┌────────

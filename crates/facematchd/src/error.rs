//! Service error taxonomy and its mapping onto D-Bus errors.

use crate::engine::EngineError;
use facematch_core::MatchError;
use facematch_store::{JobQueueError, ObjectStoreError, RegistryError};
use thiserror::Error;

#[derive(Error, Debug)]
pub enum ServiceError {
    /// Caller input is malformed; nothing was changed.
    #[error("invalid request: {0}")]
    Validation(String),
    /// No usable face in the image; nothing was written.
    #[error("extraction: {0}")]
    Extraction(String),
    #[error("not found: {0}")]
    NotFound(String),
    /// A collaborator is unreachable, failed or timed out.
    #[error("dependency unavailable: {0}")]
    Dependency(String),
    #[error("internal error: {0}")]
    Internal(String),
}

impl ServiceError {
    pub fn no_face() -> Self {
        ServiceError::Extraction("no face detected in image".into())
    }

    pub fn timeout(what: &str, after: std::time::Duration) -> Self {
        ServiceError::Dependency(format!("{what} timed out after {}s", after.as_secs_f32()))
    }
}

impl From<RegistryError> for ServiceError {
    fn from(e: RegistryError) -> Self {
        match e {
            RegistryError::DimensionMismatch { .. } | RegistryError::EmptyEmbedding | RegistryError::MissingIdentity => {
                ServiceError::Validation(e.to_string())
            }
            RegistryError::NotFound(_) => ServiceError::NotFound(e.to_string()),
            RegistryError::Sqlite(_) | RegistryError::Io(_) => ServiceError::Dependency(format!("registry: {e}")),
            RegistryError::Metadata(_) | RegistryError::Poisoned => ServiceError::Internal(format!("registry: {e}")),
        }
    }
}

impl From<ObjectStoreError> for ServiceError {
    fn from(e: ObjectStoreError) -> Self {
        match e {
            ObjectStoreError::InvalidPath(_) => ServiceError::Validation(e.to_string()),
            ObjectStoreError::NotFound(_) => ServiceError::NotFound(e.to_string()),
            ObjectStoreError::Endpoint(_) | ObjectStoreError::Io(_) | ObjectStoreError::Http(_) | ObjectStoreError::Status { .. } => {
                ServiceError::Dependency(e.to_string())
            }
        }
    }
}

impl From<JobQueueError> for ServiceError {
    fn from(e: JobQueueError) -> Self {
        match e {
            JobQueueError::NotFound(_) => ServiceError::NotFound(e.to_string()),
            JobQueueError::Sqlite(_) | JobQueueError::Io(_) => ServiceError::Dependency(format!("job queue: {e}")),
            _ => ServiceError::Internal(format!("job queue: {e}")),
        }
    }
}

impl From<EngineError> for ServiceError {
    fn from(e: EngineError) -> Self {
        match e {
            EngineError::Extraction(inner) if inner.is_input_error() => ServiceError::Extraction(inner.to_string()),
            other => ServiceError::Internal(other.to_string()),
        }
    }
}

impl From<MatchError> for ServiceError {
    fn from(e: MatchError) -> Self {
        ServiceError::Validation(e.to_string())
    }
}

impl From<tokio::task::JoinError> for ServiceError {
    fn from(e: tokio::task::JoinError) -> Self {
        ServiceError::Internal(format!("blocking task: {e}"))
    }
}

impl From<ServiceError> for zbus::fdo::Error {
    fn from(e: ServiceError) -> Self {
        match e {
            ServiceError::Validation(msg) => zbus::fdo::Error::InvalidArgs(msg),
            ServiceError::Extraction(msg) => zbus::fdo::Error::Failed(format!("extraction: {msg}")),
            ServiceError::NotFound(msg) => zbus::fdo::Error::UnknownObject(msg),
            ServiceError::Dependency(msg) => zbus::fdo::Error::IOError(msg),
            ServiceError::Internal(msg) => {
                tracing::error!(error = %msg, "internal error");
                zbus::fdo::Error::Failed("internal error".into())
            }
        }
    }
}
//! Marked copies of query images.
//!
//! The winning face is outlined in red, every other detection in blue.

use image::{DynamicImage, ImageFormat, Rgb, RgbImage};
use std::io::Cursor;
use thiserror::Error;

pub const WINNER_COLOR: Rgb<u8> = Rgb([255, 0, 0]);
pub const OTHER_COLOR: Rgb<u8> = Rgb([0, 0, 255]);
const BOX_THICKNESS: i32 = 3;

#[derive(Error, Debug)]
pub enum AnnotateError {
    #[error("image codec: {0}")]
    Image(#[from] image::ImageError),
}

/// Encoded annotated image ready for upload.
#[derive(Debug, Clone)]
pub struct Annotated {
    pub bytes: Vec<u8>,
    pub format: ImageFormat,
}

impl Annotated {
    pub fn content_type(&self) -> &'static str {
        self.format.to_mime_type()
    }

    pub fn extension(&self) -> &'static str {
        self.format.extensions_str().first().copied().unwrap_or("png")
    }
}

/// Draw `boxes` (`[x1, y1, x2, y2]`) onto a copy of `image`.
///
/// The output keeps the source encoding when it is JPEG or PNG and falls
/// back to PNG otherwise.
pub fn annotate(image: &[u8], boxes: &[[i32; 4]], winner: Option<usize>) -> Result<Annotated, AnnotateError> {
    let source_format = image::guess_format(image).ok();
    let mut canvas = image::load_from_memory(image)?.to_rgb8();

    for (i, corners) in boxes.iter().enumerate() {
        if Some(i) != winner {
            draw_box(&mut canvas, *corners, OTHER_COLOR);
        }
    }
    // Winner last so it stays visible where boxes overlap.
    if let Some(corners) = winner.and_then(|w| boxes.get(w)) {
        draw_box(&mut canvas, *corners, WINNER_COLOR);
    }

    let format = match source_format {
        Some(ImageFormat::Jpeg) => ImageFormat::Jpeg,
        _ => ImageFormat::Png,
    };
    let mut bytes = Vec::new();
    DynamicImage::ImageRgb8(canvas).write_to(&mut Cursor::new(&mut bytes), format)?;

    Ok(Annotated { bytes, format })
}

/// Hollow rectangle clipped to the canvas.
fn draw_box(canvas: &mut RgbImage, [x1, y1, x2, y2]: [i32; 4], color: Rgb<u8>) {
    let (w, h) = (canvas.width() as i32, canvas.height() as i32);
    if w == 0 || h == 0 {
        return;
    }
    let (left, right) = (x1.min(x2), x1.max(x2));
    let (top, bottom) = (y1.min(y2), y1.max(y2));

    let mut plot = |x: i32, y: i32| {
        if (0..w).contains(&x) && (0..h).contains(&y) {
            canvas.put_pixel(x as u32, y as u32, color);
        }
    };

    for t in 0..BOX_THICKNESS {
        for x in left..=right {
            plot(x, top + t);
            plot(x, bottom - t);
        }
        for y in top..=bottom {
            plot(left + t, y);
            plot(right - t, y);
        }
    }
}
//! Face alignment via 4-DOF similarity transform.
//!
//! Warps a detected face onto the canonical 112×112 ArcFace crop using the
//! five InsightFace reference landmarks and a least-squares similarity fit.

use image::{Rgb, RgbImage};

/// ArcFace reference landmarks for a 112×112 output.
const REFERENCE_LANDMARKS_112: [(f32, f32); 5] = [
    (38.2946, 51.6963), // left eye
    (73.5318, 51.5014), // right eye
    (56.0252, 71.7366), // nose
    (41.5493, 92.3655), // left mouth
    (70.7299, 92.2041), // right mouth
];

pub const ALIGNED_SIZE: u32 = 112;

/// Similarity transform `dst = [a -b; b a] * src + t`.
#[derive(Debug, Clone, Copy, PartialEq)]
struct Similarity {
    a: f32,
    b: f32,
    tx: f32,
    ty: f32,
}

impl Similarity {
    /// Least-squares fit from `src` to `dst` landmarks.
    ///
    /// Closed form on centred coordinates; degenerate input (all source
    /// points coincident) yields the identity.
    fn estimate(src: &[(f32, f32); 5], dst: &[(f32, f32); 5]) -> Self {
        let n = src.len() as f32;
        let (mut sx, mut sy, mut dx, mut dy) = (0.0f32, 0.0f32, 0.0f32, 0.0f32);
        for (s, d) in src.iter().zip(dst) {
            sx += s.0;
            sy += s.1;
            dx += d.0;
            dy += d.1;
        }
        let (sx, sy, dx, dy) = (sx / n, sy / n, dx / n, dy / n);

        let mut dot = 0.0f32;
        let mut cross = 0.0f32;
        let mut norm = 0.0f32;
        for (s, d) in src.iter().zip(dst) {
            let (px, py) = (s.0 - sx, s.1 - sy);
            let (qx, qy) = (d.0 - dx, d.1 - dy);
            dot += px * qx + py * qy;
            cross += px * qy - py * qx;
            norm += px * px + py * py;
        }

        if norm < 1e-12 {
            return Self { a: 1.0, b: 0.0, tx: 0.0, ty: 0.0 };
        }

        let a = dot / norm;
        let b = cross / norm;
        Self {
            a,
            b,
            tx: dx - (a * sx - b * sy),
            ty: dy - (b * sx + a * sy),
        }
    }

    /// Map a destination pixel back into source coordinates.
    fn invert_point(&self, x: f32, y: f32) -> Option<(f32, f32)> {
        let det = self.a * self.a + self.b * self.b;
        if det < 1e-12 {
            return None;
        }
        let (px, py) = (x - self.tx, y - self.ty);
        Some((
            (self.a * px + self.b * py) / det,
            (-self.b * px + self.a * py) / det,
        ))
    }
}

/// Bilinear sample of one pixel; out-of-bounds neighbours contribute black.
fn sample_bilinear(image: &RgbImage, x: f32, y: f32) -> Rgb<u8> {
    let x0 = x.floor() as i64;
    let y0 = y.floor() as i64;
    let fx = x - x0 as f32;
    let fy = y - y0 as f32;

    let fetch = |px: i64, py: i64| -> [f32; 3] {
        if px >= 0 && py >= 0 && (px as u32) < image.width() && (py as u32) < image.height() {
            let p = image.get_pixel(px as u32, py as u32).0;
            [p[0] as f32, p[1] as f32, p[2] as f32]
        } else {
            [0.0; 3]
        }
    };

    let tl = fetch(x0, y0);
    let tr = fetch(x0 + 1, y0);
    let bl = fetch(x0, y0 + 1);
    let br = fetch(x0 + 1, y0 + 1);

    let mut out = [0u8; 3];
    for c in 0..3 {
        let v = tl[c] * (1.0 - fx) * (1.0 - fy)
            + tr[c] * fx * (1.0 - fy)
            + bl[c] * (1.0 - fx) * fy
            + br[c] * fx * fy;
        out[c] = v.round().clamp(0.0, 255.0) as u8;
    }
    Rgb(out)
}

fn warp(image: &RgbImage, transform: &Similarity, out_size: u32) -> RgbImage {
    RgbImage::from_fn(out_size, out_size, |ox, oy| {
        match transform.invert_point(ox as f32, oy as f32) {
            Some((sx, sy)) => sample_bilinear(image, sx, sy),
            None => Rgb([0, 0, 0]),
        }
    })
}

/// Align a detected face to a canonical 112×112 RGB crop.
pub fn align_face(image: &RgbImage, landmarks: &[(f32, f32); 5]) -> RgbImage {
    let transform = Similarity::estimate(landmarks, &REFERENCE_LANDMARKS_112);
    warp(image, &transform, ALIGNED_SIZE)
}
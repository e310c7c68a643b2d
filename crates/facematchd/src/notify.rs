//! Completion callbacks for asynchronous jobs.
//!
//! Fire-and-forget: one bounded POST per terminal job, no retries. Failures
//! are logged and never touch the job itself.

use facematch_store::{JobRecord, JobStatus};
use serde::Serialize;
use std::time::Duration;

#[derive(Debug, Clone, PartialEq, Serialize)]
pub struct CompletionNotice {
    pub correlation_id: String,
    pub outcome_status: JobStatus,
    pub result_summary: serde_json::Value,
    #[serde(skip_serializing_if = "Option::is_none")]
    pub error: Option<String>,
    pub source_uri: Option<String>,
}

impl CompletionNotice {
    pub fn from_job(job: &JobRecord) -> Self {
        Self {
            correlation_id: job.id.clone(),
            outcome_status: job.status,
            result_summary: job.result.as_ref().map(summarize).unwrap_or(serde_json::Value::Null),
            error: job.error.clone(),
            source_uri: job.payload.get("uri").and_then(|v| v.as_str()).map(str::to_string),
        }
    }
}

/// Keep the fields a receiver needs to act on; drop per-face detail.
fn summarize(result: &serde_json::Value) -> serde_json::Value {
    const KEYS: &[&str] = &[
        "record_id",
        "identity_id",
        "query_record_id",
        "winner_index",
        "winner_match",
        "annotated_uri",
    ];
    let mut summary = serde_json::Map::new();
    if let Some(obj) = result.as_object() {
        for key in KEYS {
            if let Some(v) = obj.get(*key) {
                summary.insert((*key).to_string(), v.clone());
            }
        }
    }
    serde_json::Value::Object(summary)
}

#[derive(Clone)]
pub struct Notifier {
    url: Option<String>,
    client: reqwest::Client,
}

impl Notifier {
    pub fn new(url: Option<String>, timeout: Duration) -> Result<Self, reqwest::Error> {
        let client = reqwest::Client::builder().timeout(timeout).build()?;
        if let Some(url) = &url {
            tracing::info!(url = %url, timeout_secs = timeout.as_secs(), "completion notifications enabled");
        }
        Ok(Self { url, client })
    }

    pub fn is_enabled(&self) -> bool {
        self.url.is_some()
    }

    /// Send the notice on a detached task. No-op without a URL.
    pub fn dispatch(&self, notice: CompletionNotice) {
        let Some(url) = self.url.clone() else {
            return;
        };
        let client = self.client.clone();
        tokio::spawn(async move {
            if let Err(e) = send(&client, &url, &notice).await {
                tracing::warn!(job_id = %notice.correlation_id, error = %e, "completion notification failed");
            }
        });
    }
}

async fn send(client: &reqwest::Client, url: &str, notice: &CompletionNotice) -> Result<(), reqwest::Error> {
    client.post(url).json(notice).send().await?.error_for_status()?;
    tracing::debug!(job_id = %notice.correlation_id, "completion notification delivered");
    Ok(())
}

#[cfg(test)]
mod tests {
    use super::*;
    use chrono::Utc;
    use facematch_store::JobKind;
    use serde_json::json;

    fn job(status: JobStatus, result: Option<serde_json::Value>, error: Option<&str>) -> JobRecord {
        JobRecord {
            id: "job-1".into(),
            kind: JobKind::Search,
            queue: "faces_search_queue".into(),
            status,
            payload: json!({"uri": "s3://b/k.jpg", "top_k": 5}),
            result,
            error: error.map(str::to_string),
            worker: Some("w".into()),
            enqueued_at: Utc::now(),
            started_at: None,
            ended_at: None,
        }
    }

    #[test]
    fn test_notice_from_succeeded_job() {
        let result = json!({"query_record_id": 9, "winner_index": 1, "faces": [1, 2, 3]});
        let notice = CompletionNotice::from_job(&job(JobStatus::Succeeded, Some(result), None));
        assert_eq!(notice.correlation_id, "job-1");
        assert_eq!(notice.source_uri.as_deref(), Some("s3://b/k.jpg"));
        assert_eq!(notice.result_summary, json!({"query_record_id": 9, "winner_index": 1}));

        let body = serde_json::to_value(&notice).unwrap();
        assert_eq!(body["outcome_status"], "succeeded");
        assert!(body.get("error").is_none());
    }

    #[test]
    fn test_notice_from_failed_job() {
        let notice = CompletionNotice::from_job(&job(JobStatus::Failed, None, Some("boom")));
        assert_eq!(notice.result_summary, serde_json::Value::Null);
        assert_eq!(serde_json::to_value(&notice).unwrap()["error"], "boom");
    }

    #[tokio::test]
    async fn test_dispatch_without_url_is_noop() {
        let notifier = Notifier::new(None, Duration::from_secs(1)).unwrap();
        assert!(!notifier.is_enabled());
        notifier.dispatch(CompletionNotice::from_job(&job(JobStatus::Succeeded, None, None)));
    }

    #[tokio::test]
    async fn test_unreachable_receiver_is_swallowed() {
        // Port 9 (discard) on localhost: connection refused, logged only.
        let notifier = Notifier::new(Some("http://127.0.0.1:9/hook".into()), Duration::from_millis(200)).unwrap();
        let notice = CompletionNotice::from_job(&job(JobStatus::Succeeded, None, None));
        let err = send(&notifier.client, "http://127.0.0.1:9/hook", &notice).await;
        assert!(err.is_err());
        notifier.dispatch(notice);
    }
}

└────────

TASK PROMPT ▸ Copy out precisely the lines from the line with "let format = match" to the line with "const REFERENCE_LANDMARKS_112: [(f32, f32);" in the material above, including those two lines and omitting all the rest.

TASK RESULT ▸
    let format = match source_format {
        Some(ImageFormat::Jpeg) => ImageFormat::Jpeg,
        _ => ImageFormat::Png,
    };
    let mut bytes = Vec::new();
    DynamicImage::ImageRgb8(canvas).write_to(&mut Cursor::new(&mut bytes), format)?;

    Ok(Annotated { bytes, format })
}

/// Hollow rectangle clipped to the canvas.
fn draw_box(canvas: &mut RgbImage, [x1, y1, x2, y2]: [i32; 4], color: Rgb<u8>) {
    let (w, h) = (canvas.width() as i32, canvas.height() as i32);
    if w == 0 || h == 0 {
        return;
    }
    let (left, right) = (x1.min(x2), x1.max(x2));
    let (top, bottom) = (y1.min(y2), y1.max(y2));

    let mut plot = |x: i32, y: i32| {
        if (0..w).contains(&x) && (0..h).contains(&y) {
            canvas.put_pixel(x as u32, y as u32, color);
        }
    };

    for t in 0..BOX_THICKNESS {
        for x in left..=right {
            plot(x, top + t);
            plot(x, bottom - t);
        }
        for y in top..=bottom {
            plot(left + t, y);
            plot(right - t, y);
        }
    }
}
//! Face alignment via 4-DOF similarity transform.
//!
//! Warps a detected face onto the canonical 112×112 ArcFace crop using the
//! five InsightFace reference landmarks and a least-squares similarity fit.

use image::{Rgb, RgbImage};

/// ArcFace reference landmarks for a 112×112 output.
const REFERENCE_LANDMARKS_112: [(f32, f32); 5] = [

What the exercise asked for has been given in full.